//! Event repository (数据库访问层)

use super::EventRepository;
use crate::{
    error::AppError,
    models::{Event, EventInput},
};
use async_trait::async_trait;
use sqlx::PgPool;

const EVENT_COLUMNS: &str = "id, title, description, date_time, capacity, organizer_id, image_url";

pub struct PgEventRepository {
    db: PgPool,
}

impl PgEventRepository {
    pub fn new(db: PgPool) -> Self {
        Self { db }
    }
}

#[async_trait]
impl EventRepository for PgEventRepository {
    /// 列出所有活动
    async fn list(&self) -> Result<Vec<Event>, AppError> {
        let events = sqlx::query_as::<_, Event>(&format!(
            "SELECT {} FROM events ORDER BY date_time, id",
            EVENT_COLUMNS
        ))
        .fetch_all(&self.db)
        .await?;

        Ok(events)
    }

    async fn find_by_id(&self, id: i64) -> Result<Option<Event>, AppError> {
        let event = sqlx::query_as::<_, Event>(&format!(
            "SELECT {} FROM events WHERE id = $1",
            EVENT_COLUMNS
        ))
        .bind(id)
        .fetch_optional(&self.db)
        .await?;

        Ok(event)
    }

    async fn find_organizer_id(&self, id: i64) -> Result<Option<i64>, AppError> {
        let owner = sqlx::query_scalar::<_, i64>("SELECT organizer_id FROM events WHERE id = $1")
            .bind(id)
            .fetch_optional(&self.db)
            .await?;

        Ok(owner)
    }

    /// 创建活动
    async fn create(&self, organizer_id: i64, input: &EventInput) -> Result<i64, AppError> {
        let id = sqlx::query_scalar::<_, i64>(
            r#"
            INSERT INTO events (title, description, date_time, capacity, organizer_id, image_url)
            VALUES ($1, $2, $3, $4, $5, $6)
            RETURNING id
            "#,
        )
        .bind(&input.title)
        .bind(&input.description)
        .bind(input.date_time)
        .bind(input.capacity)
        .bind(organizer_id)
        .bind(&input.image_url)
        .fetch_one(&self.db)
        .await
        .map_err(AppError::from_store_write)?;

        Ok(id)
    }

    /// 更新活动
    async fn update(&self, id: i64, input: &EventInput) -> Result<Option<Event>, AppError> {
        let event = sqlx::query_as::<_, Event>(&format!(
            r#"
            UPDATE events
            SET
                title = $2,
                description = $3,
                date_time = $4,
                capacity = $5,
                image_url = $6
            WHERE id = $1
            RETURNING {}
            "#,
            EVENT_COLUMNS
        ))
        .bind(id)
        .bind(&input.title)
        .bind(&input.description)
        .bind(input.date_time)
        .bind(input.capacity)
        .bind(&input.image_url)
        .fetch_optional(&self.db)
        .await
        .map_err(AppError::from_store_write)?;

        Ok(event)
    }

    /// 删除活动及其预约（同一事务）
    async fn delete_with_reservations(&self, id: i64) -> Result<u64, AppError> {
        let mut tx = self.db.begin().await?;

        let removed = sqlx::query("DELETE FROM reservations WHERE event_id = $1")
            .bind(id)
            .execute(&mut *tx)
            .await?
            .rows_affected();

        sqlx::query("DELETE FROM events WHERE id = $1")
            .bind(id)
            .execute(&mut *tx)
            .await?;

        tx.commit().await?;

        tracing::debug!(event_id = id, reservations_removed = removed, "Event deleted");
        Ok(removed)
    }
}
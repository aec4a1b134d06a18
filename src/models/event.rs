//! 活动模型与固定的 `YYYY-MM-DDTHH:MM` 时间格式

use crate::error::AppError;
use chrono::NaiveDateTime;
use serde::{Deserialize, Serialize};

/// `date_time` 在请求和响应中的文本格式
pub const DATE_TIME_FORMAT: &str = "%Y-%m-%dT%H:%M";

/// 解析 `date_time` 字段
pub fn parse_date_time(value: &str) -> Result<NaiveDateTime, AppError> {
    NaiveDateTime::parse_from_str(value, DATE_TIME_FORMAT).map_err(|_| {
        AppError::validation(format!(
            "Invalid date_time '{}', expected YYYY-MM-DDTHH:MM",
            value
        ))
    })
}

pub fn format_date_time(value: &NaiveDateTime) -> String {
    value.format(DATE_TIME_FORMAT).to_string()
}

mod date_time_format {
    use chrono::NaiveDateTime;
    use serde::Serializer;

    pub fn serialize<S>(value: &NaiveDateTime, serializer: S) -> Result<S::Ok, S::Error>
    where
        S: Serializer,
    {
        serializer.serialize_str(&super::format_date_time(value))
    }
}

/// 已存储的活动
#[derive(Debug, Clone, PartialEq, Serialize, sqlx::FromRow)]
pub struct Event {
    pub id: i64,
    pub title: String,
    pub description: String,
    #[serde(serialize_with = "date_time_format::serialize")]
    pub date_time: NaiveDateTime,
    pub capacity: i32,
    pub organizer_id: i64,
    pub image_url: Option<String>,
}

/// `POST /events` 与 `PUT /events/{id}` 请求体
#[derive(Debug, Clone, Deserialize)]
pub struct EventRequest {
    pub title: String,
    #[serde(default)]
    pub description: String,
    pub date_time: String,
    pub capacity: i32,
    #[serde(default)]
    pub image_url: Option<String>,
}

/// 解析后待写入的活动字段
#[derive(Debug, Clone, PartialEq)]
pub struct EventInput {
    pub title: String,
    pub description: String,
    pub date_time: NaiveDateTime,
    pub capacity: i32,
    pub image_url: Option<String>,
}

impl TryFrom<EventRequest> for EventInput {
    type Error = AppError;

    fn try_from(value: EventRequest) -> Result<Self, Self::Error> {
        let EventRequest {
            title,
            description,
            date_time,
            capacity,
            image_url,
        } = value;
        Ok(Self {
            title,
            description,
            date_time: parse_date_time(&date_time)?,
            capacity,
            image_url,
        })
    }
}
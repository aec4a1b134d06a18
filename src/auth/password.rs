//! 密码哈希与验证（Argon2id）

use crate::{config::AppConfig, error::AppError};
use argon2::{
    password_hash::{
        rand_core::OsRng, PasswordHash, PasswordHasher as _, PasswordVerifier, SaltString,
    },
    Algorithm, Argon2, Params, Version,
};

/// 可配置开销参数的密码哈希器
///
/// 摘要为 PHC 字符串（`$argon2id$v=19$m=...,t=...,p=...$salt$hash`），
/// 盐和参数随摘要保存，验证时不依赖哈希器自身的参数
pub struct PasswordHasher {
    argon2: Argon2<'static>,
}

impl PasswordHasher {
    /// 使用 OWASP 最低参数创建（m=19MiB, t=2, p=1）
    pub fn new() -> Self {
        Self {
            argon2: Argon2::new(Algorithm::Argon2id, Version::V0x13, Params::default()),
        }
    }

    /// 使用指定参数创建
    pub fn with_params(memory_kib: u32, iterations: u32, parallelism: u32) -> Result<Self, AppError> {
        let params = Params::new(memory_kib, iterations, parallelism, None)
            .map_err(|e| AppError::Config(format!("Invalid Argon2 params: {}", e)))?;

        Ok(Self {
            argon2: Argon2::new(Algorithm::Argon2id, Version::V0x13, params),
        })
    }

    /// 从配置创建
    pub fn from_config(config: &AppConfig) -> Result<Self, AppError> {
        Self::with_params(
            config.security.password_hash_memory_kib,
            config.security.password_hash_iterations,
            config.security.password_hash_parallelism,
        )
    }

    /// 使用随机盐哈希密码
    pub fn hash(&self, password: &str) -> Result<String, AppError> {
        let salt = SaltString::generate(&mut OsRng);

        let password_hash = self
            .argon2
            .hash_password(password.as_bytes(), &salt)
            .map_err(|e| {
                tracing::error!("Failed to hash password: {:?}", e);
                AppError::internal(format!("Failed to hash password: {}", e))
            })?
            .to_string();

        Ok(password_hash)
    }

    /// 验证密码与已存摘要
    ///
    /// 不匹配或摘要无法解析时返回 `false`，不返回错误
    pub fn verify(&self, digest: &str, password: &str) -> bool {
        let parsed_hash = match PasswordHash::new(digest) {
            Ok(parsed) => parsed,
            Err(e) => {
                tracing::debug!("Failed to parse password hash: {:?}", e);
                return false;
            }
        };

        self.argon2
            .verify_password(password.as_bytes(), &parsed_hash)
            .is_ok()
    }
}

impl Default for PasswordHasher {
    fn default() -> Self {
        Self::new()
    }
}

━━━━━━━━━━━━━━━━

TASK TO COMPLETE:
Take the listing above and repeat exactly the lines from the one containing "impl EventRepository for" through the one containing "async fn find_organizer_id(&self, id: i64)", both included.

PROBLEM SOLUTION:
impl EventRepository for PgEventRepository {
    /// 列出所有活动
    async fn list(&self) -> Result<Vec<Event>, AppError> {
        let events = sqlx::query_as::<_, Event>(&format!(
            "SELECT {} FROM events ORDER BY date_time, id",
            EVENT_COLUMNS
        ))
        .fetch_all(&self.db)
        .await?;

        Ok(events)
    }

    async fn find_by_id(&self, id: i64) -> Result<Option<Event>, AppError> {
        let event = sqlx::query_as::<_, Event>(&format!(
            "SELECT {} FROM events WHERE id = $1",
            EVENT_COLUMNS
        ))
        .bind(id)
        .fetch_optional(&self.db)
        .await?;

        Ok(event)
    }

    async fn find_organizer_id(&self, id: i64) -> Result<Option<i64>, AppError> {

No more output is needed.